The US will cooperate with new post-Arab Spring governments seeking to recover frozen assets of fallen autocrats, US Attorney General Eric Holder said.

“We’re determined to cooperate and bring innovative tools and strategies to bear in order to stop corrupt regimes from exploiting public resources for personal gain,” Holder told the Forum on Asset Recovery in Doha.

“I want to make clear that the United States intends to serve not as a patron, but as a partner; not as a monitor, but as a collaborator,” he said on the last day of the forum.

Holder announced that the US “will appoint two additional Justice Department attorneys to work exclusively with (countries in transition) and their regional partners on asset recovery and mutual legal assistance issues.”

“One of these attorneys — who will specialise exclusively in asset recovery work — will be based in the Middle East and North Africa region, the other in Washington,” he said.
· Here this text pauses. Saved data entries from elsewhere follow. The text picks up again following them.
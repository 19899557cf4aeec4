use enhance_logging::{enhance_debug, enhance_info, enhance_warn};

use crate::routes::job_download_path;
use crate::{AppState, Effect, Msg};

/// Pure update function: applies a message to state and returns any effects.
pub fn update(mut state: AppState, msg: Msg) -> (AppState, Vec<Effect>) {
    let effects = match msg {
        Msg::Mounted => {
            if state.start_polling() {
                vec![Effect::StartPolling {
                    interval: state.poll_interval(),
                }]
            } else {
                Vec::new()
            }
        }
        Msg::Unmounted => {
            if state.stop_polling() {
                vec![Effect::StopPolling]
            } else {
                Vec::new()
            }
        }
        Msg::PollStarted { generation } => {
            state.begin_poll(generation);
            Vec::new()
        }
        Msg::JobsLoaded { generation, jobs } => {
            if state.is_stale(generation) {
                enhance_debug!(
                    "Dropping stale job list generation={} latest={}",
                    generation,
                    state.latest_generation()
                );
            } else {
                enhance_info!("Loaded {} jobs (generation {})", jobs.len(), generation);
                state.note_generation(generation);
                state.replace_jobs(jobs);
            }
            Vec::new()
        }
        Msg::JobsFailed {
            generation,
            message,
        } => {
            if state.is_stale(generation) {
                enhance_debug!("Dropping stale failure generation={}", generation);
            } else {
                enhance_warn!("Job poll {} failed: {}", generation, message);
                state.note_generation(generation);
                state.fail_poll(message);
            }
            Vec::new()
        }
        Msg::TabSelected(tab) => {
            state.select_tab(tab);
            Vec::new()
        }
        Msg::JobDetailsRequested { job_id } => {
            if !state.open_details(&job_id) {
                enhance_debug!("No job matches '{}'", job_id);
            }
            Vec::new()
        }
        Msg::JobRequested { job_id } => {
            state.request_job(job_id);
            Vec::new()
        }
        Msg::BackToJobs => {
            state.back_to_jobs();
            Vec::new()
        }
        Msg::RefreshRequested => vec![Effect::RefreshNow],
        Msg::DownloadRequested { job_id } => match state.find_job(&job_id) {
            Some(job) if job.is_completed() => vec![Effect::OpenDownload {
                path: job_download_path(&job.id),
            }],
            Some(job) => {
                enhance_debug!("Job {} is {}, nothing to download", job.id, job.status.as_str());
                Vec::new()
            }
            None => Vec::new(),
        },
        Msg::ToolTabSelected(tool) => {
            state.select_tool(tool);
            Vec::new()
        }
        Msg::ModelSelected(model) => {
            if state.set_model(model.clone()) {
                vec![Effect::PersistSelectedModel { model }]
            } else {
                Vec::new()
            }
        }
        Msg::RestoreSelectedModel(model) => {
            state.set_model(model);
            Vec::new()
        }
        Msg::Tick | Msg::NoOp => Vec::new(),
    };

    (state, effects)
}
use std::io::{self, BufRead};
use std::sync::mpsc;
use std::thread;

use anyhow::Result;
use enhance_client::StateDir;
use enhance_core::{update, AiModelId, AppState, Effect, Msg, ToolTab};
use enhance_logging::{enhance_debug, enhance_info};

use super::commands::{parse_command, Input};
use super::effects::EffectRunner;
use super::persistence;
use super::ui::constants::{HELP_TEXT, RENDER_TICK};
use super::ui::render;
use crate::cli::Cli;

pub fn run_dashboard(cli: &Cli, job: Option<String>, once: bool) -> Result<()> {
    let (input_tx, input_rx) = mpsc::channel::<Input>();
    let mut runner = EffectRunner::new(
        &cli.client_settings(),
        StateDir::new(cli.state_dir()),
        input_tx.clone(),
    )?;
    let mut dashboard = Dashboard {
        state: AppState::new().with_poll_interval(cli.poll_settings().interval),
        base_url: cli.base_url.clone(),
    };

    if !once {
        spawn_stdin_reader(input_tx.clone());
        println!("{HELP_TEXT}");
    }

    // Background tick to throttle rendering.
    thread::spawn(move || {
        while input_tx.send(Input::Msg(Msg::Tick)).is_ok() {
            thread::sleep(RENDER_TICK);
        }
    });

    dashboard.dispatch(&mut runner, Msg::Mounted);
    if let Some(job_id) = job {
        dashboard.dispatch(&mut runner, Msg::JobRequested { job_id });
    }

    while let Ok(input) = input_rx.recv() {
        match input {
            Input::Msg(Msg::Tick) => {
                dashboard.dispatch(&mut runner, Msg::Tick);
                if dashboard.state.consume_dirty() && !once {
                    dashboard.render();
                }
            }
            Input::Msg(msg) => {
                let settled = matches!(msg, Msg::JobsLoaded { .. } | Msg::JobsFailed { .. });
                dashboard.dispatch(&mut runner, msg);
                if once && settled && !dashboard.state.is_loading() {
                    dashboard.render();
                    break;
                }
            }
            Input::Help => println!("{HELP_TEXT}"),
            Input::Invalid(reason) => eprintln!("{reason}"),
            Input::Quit => break,
        }
    }

    dashboard.dispatch(&mut runner, Msg::Unmounted);
    enhance_info!("Dashboard closed");
    Ok(())
}

pub fn run_ai_tools(cli: &Cli, model: Option<String>, tool: Option<ToolTab>) -> Result<()> {
    let state_dir = StateDir::new(cli.state_dir());
    let mut state = AppState::new();

    if let Some(saved) = persistence::load_selected_model(&state_dir) {
        state = update(state, Msg::RestoreSelectedModel(saved)).0;
    }
    if let Some(tool) = tool {
        state = update(state, Msg::ToolTabSelected(tool)).0;
    }
    if let Some(model) = model {
        let (next, effects) = update(state, Msg::ModelSelected(AiModelId::new(model)));
        state = next;
        for effect in effects {
            if let Effect::PersistSelectedModel { model } = effect {
                persistence::save_selected_model(&state_dir, &model);
            }
        }
    }

    print!("{}", render::render_ai_tools(&state.ai_tools().view()));
    Ok(())
}

struct Dashboard {
    state: AppState,
    base_url: String,
}

impl Dashboard {
    fn dispatch(&mut self, runner: &mut EffectRunner, msg: Msg) {
        let state = std::mem::take(&mut self.state);
        let (state, effects) = update(state, msg);
        self.state = state;
        runner.run(effects);
    }

    fn render(&self) {
        println!("{}", render::render(&self.state.view(), &self.base_url));
    }
}

fn spawn_stdin_reader(tx: mpsc::Sender<Input>) {
    thread::spawn(move || {
        read_commands(io::stdin().lock(), &tx);
        enhance_debug!("stdin closed");
    });
}

/// Forwards parsed commands until `quit`. End of input counts as `quit`.
fn read_commands(reader: impl BufRead, tx: &mpsc::Sender<Input>) {
    for line in reader.lines() {
        let Ok(line) = line else { break };
        if let Some(input) = parse_command(&line) {
            let quit = input == Input::Quit;
            if tx.send(input).is_err() || quit {
                return;
            }
        }
    }
    let _ = tx.send(Input::Quit);
}

#[cfg(test)]
mod tests {
    use super::*;
    use enhance_core::Tab;
    use std::io::Cursor;

    fn collect(text: &str) -> Vec<Input> {
        let (tx, rx) = mpsc::channel();
        read_commands(Cursor::new(text.to_string()), &tx);
        drop(tx);
        rx.iter().collect()
    }

    #[test]
    fn end_of_input_quits() {
        assert_eq!(
            collect("jobs\n\n"),
            vec![Input::Msg(Msg::TabSelected(Tab::Jobs)), Input::Quit]
        );
        assert_eq!(collect(""), vec![Input::Quit]);
    }

    #[test]
    fn quit_stops_reading() {
        assert_eq!(collect("quit\ncache\n"), vec![Input::Quit]);
    }
}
Participants at the three-day forum have “affirmed their commitment to a mechanism to recover the assets” of Arab dictators ousted during a wave of uprisings that shook the region since December 2010.

Qatar’s public prosecutor Ali al-Miri said the UN’s Doha-based International Centre for Rule of Law and Anti-Corruption will help Arab Spring states retrieve stolen funds.

Miri said there were no exact estimates on the amounts of these assets, but they are “in billions.”

The forum brought together G8 countries, as well as several Arab states and Turkey, with the aim of starting a process of collaboration on asset recovery for Arab countries that ousted their dictators.